(Data under study begins)

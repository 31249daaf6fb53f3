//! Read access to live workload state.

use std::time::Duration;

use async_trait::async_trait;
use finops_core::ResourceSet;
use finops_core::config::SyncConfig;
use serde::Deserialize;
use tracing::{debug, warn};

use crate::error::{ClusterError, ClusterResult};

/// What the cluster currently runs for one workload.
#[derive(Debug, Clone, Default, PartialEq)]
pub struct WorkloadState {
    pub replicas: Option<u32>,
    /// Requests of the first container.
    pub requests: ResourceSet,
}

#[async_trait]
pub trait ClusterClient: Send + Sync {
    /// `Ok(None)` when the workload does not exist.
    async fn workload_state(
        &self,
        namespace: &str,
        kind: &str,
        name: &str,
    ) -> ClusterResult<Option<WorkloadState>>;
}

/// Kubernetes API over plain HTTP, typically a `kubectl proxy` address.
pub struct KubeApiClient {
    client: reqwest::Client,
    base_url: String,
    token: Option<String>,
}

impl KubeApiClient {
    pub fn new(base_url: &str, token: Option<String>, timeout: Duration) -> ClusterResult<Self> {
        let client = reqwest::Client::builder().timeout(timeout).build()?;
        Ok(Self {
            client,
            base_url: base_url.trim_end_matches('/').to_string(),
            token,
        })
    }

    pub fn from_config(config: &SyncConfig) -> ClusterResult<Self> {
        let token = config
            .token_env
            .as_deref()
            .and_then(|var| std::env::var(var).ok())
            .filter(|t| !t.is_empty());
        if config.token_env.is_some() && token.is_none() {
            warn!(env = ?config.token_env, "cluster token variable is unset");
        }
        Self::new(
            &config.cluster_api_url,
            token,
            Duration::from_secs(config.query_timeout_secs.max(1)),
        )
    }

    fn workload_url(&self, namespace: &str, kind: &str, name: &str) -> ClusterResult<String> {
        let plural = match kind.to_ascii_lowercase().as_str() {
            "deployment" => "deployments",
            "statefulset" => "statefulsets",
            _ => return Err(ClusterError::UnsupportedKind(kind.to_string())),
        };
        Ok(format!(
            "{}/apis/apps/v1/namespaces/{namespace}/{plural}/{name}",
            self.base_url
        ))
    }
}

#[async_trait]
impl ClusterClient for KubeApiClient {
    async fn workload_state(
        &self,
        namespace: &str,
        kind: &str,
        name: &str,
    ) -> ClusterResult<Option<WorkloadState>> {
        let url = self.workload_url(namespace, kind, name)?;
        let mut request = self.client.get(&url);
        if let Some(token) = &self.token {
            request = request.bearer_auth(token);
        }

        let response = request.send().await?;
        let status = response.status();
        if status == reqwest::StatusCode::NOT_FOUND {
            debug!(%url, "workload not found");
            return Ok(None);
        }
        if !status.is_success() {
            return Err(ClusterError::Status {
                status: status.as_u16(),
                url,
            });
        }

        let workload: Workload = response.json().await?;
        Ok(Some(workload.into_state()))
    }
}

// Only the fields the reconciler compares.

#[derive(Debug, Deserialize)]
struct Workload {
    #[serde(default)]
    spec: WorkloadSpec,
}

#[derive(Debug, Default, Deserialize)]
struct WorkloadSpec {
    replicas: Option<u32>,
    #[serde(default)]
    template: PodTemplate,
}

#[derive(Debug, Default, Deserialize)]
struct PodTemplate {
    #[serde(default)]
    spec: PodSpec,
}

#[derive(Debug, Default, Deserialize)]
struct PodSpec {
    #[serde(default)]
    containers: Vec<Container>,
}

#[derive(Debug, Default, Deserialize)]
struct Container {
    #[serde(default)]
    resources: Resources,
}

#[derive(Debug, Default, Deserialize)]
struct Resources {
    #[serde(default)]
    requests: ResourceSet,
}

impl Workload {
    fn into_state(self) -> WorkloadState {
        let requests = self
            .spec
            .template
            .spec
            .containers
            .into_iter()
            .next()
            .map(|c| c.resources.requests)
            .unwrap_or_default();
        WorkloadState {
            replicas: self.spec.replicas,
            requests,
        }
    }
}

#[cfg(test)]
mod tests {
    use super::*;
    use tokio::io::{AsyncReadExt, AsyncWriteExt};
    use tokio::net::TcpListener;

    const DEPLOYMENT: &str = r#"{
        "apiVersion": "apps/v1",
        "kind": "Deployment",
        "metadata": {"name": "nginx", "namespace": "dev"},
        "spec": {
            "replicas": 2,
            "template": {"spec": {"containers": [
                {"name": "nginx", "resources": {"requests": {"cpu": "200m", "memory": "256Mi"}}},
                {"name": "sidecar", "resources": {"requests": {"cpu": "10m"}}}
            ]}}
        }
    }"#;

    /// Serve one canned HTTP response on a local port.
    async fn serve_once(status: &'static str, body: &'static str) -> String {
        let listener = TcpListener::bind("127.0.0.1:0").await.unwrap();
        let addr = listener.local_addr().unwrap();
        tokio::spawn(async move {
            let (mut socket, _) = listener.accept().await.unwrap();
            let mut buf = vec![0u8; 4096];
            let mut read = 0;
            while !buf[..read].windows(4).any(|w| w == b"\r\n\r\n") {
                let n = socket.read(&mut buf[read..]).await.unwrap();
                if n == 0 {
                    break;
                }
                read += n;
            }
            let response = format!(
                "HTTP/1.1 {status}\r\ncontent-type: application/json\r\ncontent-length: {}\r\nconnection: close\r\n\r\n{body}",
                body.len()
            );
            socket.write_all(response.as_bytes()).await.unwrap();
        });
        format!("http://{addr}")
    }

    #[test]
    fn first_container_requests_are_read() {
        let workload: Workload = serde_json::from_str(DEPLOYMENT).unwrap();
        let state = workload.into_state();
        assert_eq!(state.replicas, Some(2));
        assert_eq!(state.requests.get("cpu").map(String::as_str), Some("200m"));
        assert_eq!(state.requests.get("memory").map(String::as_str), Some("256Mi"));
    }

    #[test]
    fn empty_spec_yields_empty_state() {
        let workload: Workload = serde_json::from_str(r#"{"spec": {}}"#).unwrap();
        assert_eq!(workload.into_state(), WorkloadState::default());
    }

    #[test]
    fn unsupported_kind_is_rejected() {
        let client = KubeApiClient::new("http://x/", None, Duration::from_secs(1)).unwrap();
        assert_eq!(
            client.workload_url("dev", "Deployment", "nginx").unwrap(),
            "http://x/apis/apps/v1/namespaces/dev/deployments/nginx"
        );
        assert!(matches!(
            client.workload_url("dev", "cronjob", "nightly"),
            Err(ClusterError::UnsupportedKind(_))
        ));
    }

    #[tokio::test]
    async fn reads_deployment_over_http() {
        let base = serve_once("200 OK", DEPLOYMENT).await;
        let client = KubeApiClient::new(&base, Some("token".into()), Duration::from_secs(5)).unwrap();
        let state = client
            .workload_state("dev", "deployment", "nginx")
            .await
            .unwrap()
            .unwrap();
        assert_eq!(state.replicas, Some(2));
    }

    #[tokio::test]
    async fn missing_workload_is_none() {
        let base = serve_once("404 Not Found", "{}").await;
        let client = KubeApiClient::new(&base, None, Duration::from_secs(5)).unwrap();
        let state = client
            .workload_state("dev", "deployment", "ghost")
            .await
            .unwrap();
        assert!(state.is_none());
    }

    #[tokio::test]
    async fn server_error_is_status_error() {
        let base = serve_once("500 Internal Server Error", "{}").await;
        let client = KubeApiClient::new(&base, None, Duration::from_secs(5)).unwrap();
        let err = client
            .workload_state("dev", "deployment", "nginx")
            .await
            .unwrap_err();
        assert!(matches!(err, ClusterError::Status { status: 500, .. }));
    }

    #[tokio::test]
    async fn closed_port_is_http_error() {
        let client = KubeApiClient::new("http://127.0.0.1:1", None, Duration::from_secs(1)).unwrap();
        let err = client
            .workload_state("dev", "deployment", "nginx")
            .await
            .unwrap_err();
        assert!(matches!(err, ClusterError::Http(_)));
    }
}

(Data under study ends)

Exercise goal >> The material should be transcribed exactly, every line included.

Response for this exercise >>
repository 31249daaf6fb53f3
//! Read access to live workload state.

use std::time::Duration;

use async_trait::async_trait;
use finops_core::ResourceSet;
use finops_core::config::SyncConfig;
use serde::Deserialize;
use tracing::{debug, warn};

use crate::error::{ClusterError, ClusterResult};

/// What the cluster currently runs for one workload.
#[derive(Debug, Clone, Default, PartialEq)]
pub struct WorkloadState {
    pub replicas: Option<u32>,
    /// Requests of the first container.
    pub requests: ResourceSet,
}

#[async_trait]
pub trait ClusterClient: Send + Sync {
    /// `Ok(None)` when the workload does not exist.
    async fn workload_state(
        &self,
        namespace: &str,
        kind: &str,
        name: &str,
    ) -> ClusterResult<Option<WorkloadState>>;
}

/// Kubernetes API over plain HTTP, typically a `kubectl proxy` address.
pub struct KubeApiClient {
    client: reqwest::Client,
    base_url: String,
    token: Option<String>,
}

impl KubeApiClient {
    pub fn new(base_url: &str, token: Option<String>, timeout: Duration) -> ClusterResult<Self> {
        let client = reqwest::Client::builder().timeout(timeout).build()?;
        Ok(Self {
            client,
            base_url: base_url.trim_end_matches('/').to_string(),
            token,
        })
    }

    pub fn from_config(config: &SyncConfig) -> ClusterResult<Self> {
        let token = config
            .token_env
            .as_deref()
            .and_then(|var| std::env::var(var).ok())
            .filter(|t| !t.is_empty());
        if config.token_env.is_some() && token.is_none() {
            warn!(env = ?config.token_env, "cluster token variable is unset");
        }
        Self::new(
            &config.cluster_api_url,
            token,
            Duration::from_secs(config.query_timeout_secs.max(1)),
        )
    }

    fn workload_url(&self, namespace: &str, kind: &str, name: &str) -> ClusterResult<String> {
        let plural = match kind.to_ascii_lowercase().as_str() {
            "deployment" => "deployments",
            "statefulset" => "statefulsets",
            _ => return Err(ClusterError::UnsupportedKind(kind.to_string())),
        };
        Ok(format!(
            "{}/apis/apps/v1/namespaces/{namespace}/{plural}/{name}",
            self.base_url
        ))
    }
}

#[async_trait]
impl ClusterClient for KubeApiClient {
    async fn workload_state(
        &self,
        namespace: &str,
        kind: &str,
        name: &str,
    ) -> ClusterResult<Option<WorkloadState>> {
        let url = self.workload_url(namespace, kind, name)?;
        let mut request = self.client.get(&url);
        if let Some(token) = &self.token {
            request = request.bearer_auth(token);
        }

        let response = request.send().await?;
        let status = response.status();
        if status == reqwest::StatusCode::NOT_FOUND {
            debug!(%url, "workload not found");
            return Ok(None);
        }
        if !status.is_success() {
            return Err(ClusterError::Status {
                status: status.as_u16(),
                url,
            });
        }

        let workload: Workload = response.json().await?;
        Ok(Some(workload.into_state()))
    }
}

// Only the fields the reconciler compares.

#[derive(Debug, Deserialize)]
struct Workload {
    #[serde(default)]
    spec: WorkloadSpec,
}

#[derive(Debug, Default, Deserialize)]
struct WorkloadSpec {
    replicas: Option<u32>,
    #[serde(default)]
    template: PodTemplate,
}

#[derive(Debug, Default, Deserialize)]
struct PodTemplate {
    #[serde(default)]
    spec: PodSpec,
}

#[derive(Debug, Default, Deserialize)]
struct PodSpec {
    #[serde(default)]
    containers: Vec<Container>,
}

#[derive(Debug, Default, Deserialize)]
struct Container {
    #[serde(default)]
    resources: Resources,
}

#[derive(Debug, Default, Deserialize)]
struct Resources {
    #[serde(default)]
    requests: ResourceSet,
}

impl Workload {
    fn into_state(self) -> WorkloadState {
        let requests = self
            .spec
            .template
            .spec
            .containers
            .into_iter()
            .next()
            .map(|c| c.resources.requests)
            .unwrap_or_default();
        WorkloadState {
            replicas: self.spec.replicas,
            requests,
        }
    }
}

#[cfg(test)]
mod tests {
    use super::*;
    use tokio::io::{AsyncReadExt, AsyncWriteExt};
    use tokio::net::TcpListener;

    const DEPLOYMENT: &str = r#"{
        "apiVersion": "apps/v1",
        "kind": "Deployment",
        "metadata": {"name": "nginx", "namespace": "dev"},
        "spec": {
            "replicas": 2,
            "template": {"spec": {"containers": [
                {"name": "nginx", "resources": {"requests": {"cpu": "200m", "memory": "256Mi"}}},
                {"name": "sidecar", "resources": {"requests": {"cpu": "10m"}}}
            ]}}
        }
    }"#;

    /// Serve one canned HTTP response on a local port.
    async fn serve_once(status: &'static str, body: &'static str) -> String {
        let listener = TcpListener::bind("127.0.0.1:0").await.unwrap();
        let addr = listener.local_addr().unwrap();
        tokio::spawn(async move {
            let (mut socket, _) = listener.accept().await.unwrap();
            let mut buf = vec![0u8; 4096];
            let mut read = 0;
            while !buf[..read].windows(4).any(|w| w == b"\r\n\r\n") {
                let n = socket.read(&mut buf[read..]).await.unwrap();
                if n == 0 {
                    break;
                }
                read += n;
            }
            let response = format!(
                "HTTP/1.1 {status}\r\ncontent-type: application/json\r\ncontent-length: {}\r\nconnection: close\r\n\r\n{body}",
                body.len()
            );
            socket.write_all(response.as_bytes()).await.unwrap();
        });
        format!("http://{addr}")
    }

    #[test]
    fn first_container_requests_are_read() {
        let workload: Workload = serde_json::from_str(DEPLOYMENT).unwrap();
        let state = workload.into_state();
        assert_eq!(state.replicas, Some(2));
        assert_eq!(state.requests.get("cpu").map(String::as_str), Some("200m"));
        assert_eq!(state.requests.get("memory").map(String::as_str), Some("256Mi"));
    }

    #[test]
    fn empty_spec_yields_empty_state() {
        let workload: Workload = serde_json::from_str(r#"{"spec": {}}"#).unwrap();
        assert_eq!(workload.into_state(), WorkloadState::default());
    }

    #[test]
    fn unsupported_kind_is_rejected() {
        let client = KubeApiClient::new("http://x/", None, Duration::from_secs(1)).unwrap();
        assert_eq!(
            client.workload_url("dev", "Deployment", "nginx").unwrap(),
            "http://x/apis/apps/v1/namespaces/dev/deployments/nginx"
        );
        assert!(matches!(
            client.workload_url("dev", "cronjob", "nightly"),
            Err(ClusterError::UnsupportedKind(_))
        ));
    }

    #[tokio::test]
    async fn reads_deployment_over_http() {
        let base = serve_once("200 OK", DEPLOYMENT).await;
        let client = KubeApiClient::new(&base, Some("token".into()), Duration::from_secs(5)).unwrap();
        let state = client
            .workload_state("dev", "deployment", "nginx")
            .await
            .unwrap()
            .unwrap();
        assert_eq!(state.replicas, Some(2));
    }

    #[tokio::test]
    async fn missing_workload_is_none() {
        let base = serve_once("404 Not Found", "{}").await;
        let client = KubeApiClient::new(&base, None, Duration::from_secs(5)).unwrap();
        let state = client
            .workload_state("dev", "deployment", "ghost")
            .await
            .unwrap();
        assert!(state.is_none());
    }

    #[tokio::test]
    async fn server_error_is_status_error() {
        let base = serve_once("500 Internal Server Error", "{}").await;
        let client = KubeApiClient::new(&base, None, Duration::from_secs(5)).unwrap();
        let err = client
            .workload_state("dev", "deployment", "nginx")
            .await
            .unwrap_err();
        assert!(matches!(err, ClusterError::Status { status: 500, .. }));
    }

    #[tokio::test]
    async fn closed_port_is_http_error() {
        let client = KubeApiClient::new("http://127.0.0.1:1", None, Duration::from_secs(1)).unwrap();
        let err = client
            .workload_state("dev", "deployment", "nginx")
            .await
            .unwrap_err();
        assert!(matches!(err, ClusterError::Http(_)));
    }
}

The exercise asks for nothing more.